The Scheme, generally seen as the self-employed equivalent to the Coronavirus Job Retention Scheme allows self-employed individuals to apply to the government for a taxable grant reflecting their profits lost because of the effects of the coronavirus pandemic.
Eligibility
The Scheme is open to self-employed individuals, subject to the following criteria:
- have traded in the 2018/19 and 2019/20 tax years at a minimum;
- have submitted their 2018/19 tax return on or before 23 April 2020;
- intend to continue trading in the 2020/21 tax year;
- the individual’s average trading profits for the relevant years (see below) must be no more than £50,000
- the individual’s trading profits must be at least half of their total income (including, for example, rental income and dividends)
- the individual’s business must have been adversely affected by coronavirus.
Eligibility under the second grant of the Scheme is the same as for the initial grant. The second grant is not contingent on having applied for the first, though a fresh application is required to claim the second grant.
How much you will get
Before the extension, this had been capped at 80% of three average monthly trading profits, capped at £7,500 in total. The further extension to the Scheme allows a further 70% of 3 months’ profits to be claimed, capped at £6,570. Monthly profits are calculated based on the average trading profits or losses across three previous tax years – 2016/17, 2017/18 and 2018/19.
If the individual did not trade in 2016/17, only the latter two tax years are taken into account (Person B below).
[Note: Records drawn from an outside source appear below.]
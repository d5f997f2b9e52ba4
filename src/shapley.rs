//! Exact TreeSHAP for a single regression tree.
//!
//! The recursion carries the unique path of features from the root, each
//! element holding the fraction of zero (feature absent) and one (feature
//! present) paths that flow through it, plus the permutation weight.
use crate::node::Node;
use crate::tree::Tree;

/// Feature index used for the root element, never equal to a split feature.
const ROOT_FEATURE: usize = usize::MAX;

#[derive(Debug, Clone, Copy)]
struct PathElement {
    feature: usize,
    zero_fraction: f64,
    one_fraction: f64,
    pweight: f64,
}

#[derive(Debug, Clone, Default)]
struct ShapPath {
    elements: Vec<PathElement>,
}

impl ShapPath {
    /// Index of the last element.
    fn depth(&self) -> usize {
        self.elements.len().saturating_sub(1)
    }

    fn position(&self, feature: usize) -> Option<usize> {
        self.elements.iter().position(|e| e.feature == feature)
    }

    fn extend(&mut self, zero_fraction: f64, one_fraction: f64, feature: usize) {
        let pweight = if self.elements.is_empty() { 1.0 } else { 0.0 };
        self.elements.push(PathElement {
            feature,
            zero_fraction,
            one_fraction,
            pweight,
        });
        let depth = self.depth();
        let scale = (depth + 1) as f64;
        for i in (0..depth).rev() {
            let w = self.elements[i].pweight;
            self.elements[i + 1].pweight += one_fraction * w * (i + 1) as f64 / scale;
            self.elements[i].pweight = zero_fraction * w * (depth - i) as f64 / scale;
        }
    }

    /// Undo the extension made for the element at `index`.
    fn unwind(&mut self, index: usize) {
        let depth = self.depth();
        let scale = (depth + 1) as f64;
        let PathElement {
            zero_fraction,
            one_fraction,
            ..
        } = self.elements[index];
        let mut next_one_portion = self.elements[depth].pweight;
        for i in (0..depth).rev() {
            let w = self.elements[i].pweight;
            if one_fraction != 0.0 {
                let unwound = next_one_portion * scale / ((i + 1) as f64 * one_fraction);
                self.elements[i].pweight = unwound;
                next_one_portion = w - unwound * zero_fraction * (depth - i) as f64 / scale;
            } else {
                self.elements[i].pweight = w * scale / (zero_fraction * (depth - i) as f64);
            }
        }
        // Weights stay in place, only the feature data shifts down.
        for i in index..depth {
            let next = self.elements[i + 1];
            let e = &mut self.elements[i];
            e.feature = next.feature;
            e.zero_fraction = next.zero_fraction;
            e.one_fraction = next.one_fraction;
        }
        self.elements.truncate(depth);
    }

    /// Total permutation weight the path would have with `index` unwound.
    fn unwound_sum(&self, index: usize) -> f64 {
        let depth = self.depth();
        let scale = (depth + 1) as f64;
        let PathElement {
            zero_fraction,
            one_fraction,
            ..
        } = self.elements[index];
        let mut next_one_portion = self.elements[depth].pweight;
        let mut total = 0.0;
        for i in (0..depth).rev() {
            let share = (depth - i) as f64 / scale;
            if one_fraction != 0.0 {
                let unwound = next_one_portion * scale / ((i + 1) as f64 * one_fraction);
                total += unwound;
                next_one_portion = self.elements[i].pweight - unwound * zero_fraction * share;
            } else {
                total += self.elements[i].pweight / zero_fraction / share;
            }
        }
        total
    }
}

/// Children of `node`, hot (the one `row` follows) first.
fn hot_cold_children(node: &Node, row: &[f64]) -> [usize; 2] {
    if node.get_child_idx(&row[node.split_feature]) == node.left_child {
        [node.left_child, node.right_child]
    } else {
        [node.right_child, node.left_child]
    }
}

fn tree_shap(
    tree: &Tree,
    row: &[f64],
    contribs: &mut [f64],
    node_index: usize,
    mut path: ShapPath,
    (zero_fraction, one_fraction, feature): (f64, f64, usize),
) {
    let node = &tree.nodes[node_index];
    path.extend(zero_fraction, one_fraction, feature);

    if node.is_leaf {
        for i in 1..path.elements.len() {
            let w = path.unwound_sum(i);
            let e = path.elements[i];
            contribs[e.feature] += w * (e.one_fraction - e.zero_fraction) * node.weight_value;
        }
        return;
    }

    // A feature already on the path is split again: fold its fractions in.
    let (mut incoming_zero, mut incoming_one) = (1.0, 1.0);
    if let Some(k) = path.position(node.split_feature) {
        incoming_zero = path.elements[k].zero_fraction;
        incoming_one = path.elements[k].one_fraction;
        path.unwind(k);
    }

    let [hot, cold] = hot_cold_children(node, row);
    let fraction = |child: usize| tree.nodes[child].cover / node.cover * incoming_zero;
    tree_shap(
        tree,
        row,
        contribs,
        hot,
        path.clone(),
        (fraction(hot), incoming_one, node.split_feature),
    );
    tree_shap(tree, row, contribs, cold, path, (fraction(cold), 0.0, node.split_feature));
}

/// Add one tree's exact Shapley values for `row` into `contribs`.
///
/// `contribs` has one slot per feature plus a final slot that receives the
/// tree's expected value, so the slots sum to the tree's prediction.
pub fn predict_contributions_row_shapley(tree: &Tree, row: &[f64], contribs: &mut [f64]) {
    if let Some(bias) = contribs.last_mut() {
        *bias += tree.get_average_leaf_weights(0);
    }
    tree_shap(tree, row, contribs, 0, ShapPath::default(), (1.0, 1.0, ROOT_FEATURE));
}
If the individual did not trade in 2017/18, only 2018/19 profits are taken into account (Person C below).
By way of illustration, the following individuals (if eligible) could be entitled to the following grants:
Individual | 2016/17 | 2017/18 | 2018/19 | Average annual profits | 3 months average profits | 80% grant | 70% grant |
Person A | £25,000 | £30,000 | £35,000 | £30,000 | £7,500 | £6,000 | £5,250 |
Person B | Did not trade | £15,000 | £25,000 | £20,000 | £5,000 | £4,000 | £3,500 |
Person C | £35,000 | Did not trade | £28,000 | £28,000 | £7,000 | £5,600 | £4,900 |
Person D | £30,000 | – £10,000 (trading loss) | £25,000 | £15,000 | £3,750 | ||
Person E | £45,000 | £45,000 | £45,000 | £45,000 | £11,250 | £7,500 (capped) | £6,570 (capped) |
HMRC has published online guidance dealing with the relevant calculations as well as the particular implications for individuals with more complex incomes.
Application
Those who are eligible for and need to apply for the initial (80%) grant under the Scheme must do so on or before 13 July 2020. The further (70%) grant will open to applications in August 2020. Applications require the submission of certain items to the government’s online portal, including tax returns, UTR number and National Insurance details. The government has indicated that those who complete the application and are deemed eligible receive the payment within 6 working days.
The government has confirmed that further information will available on GOV.UK on 12 June 2020.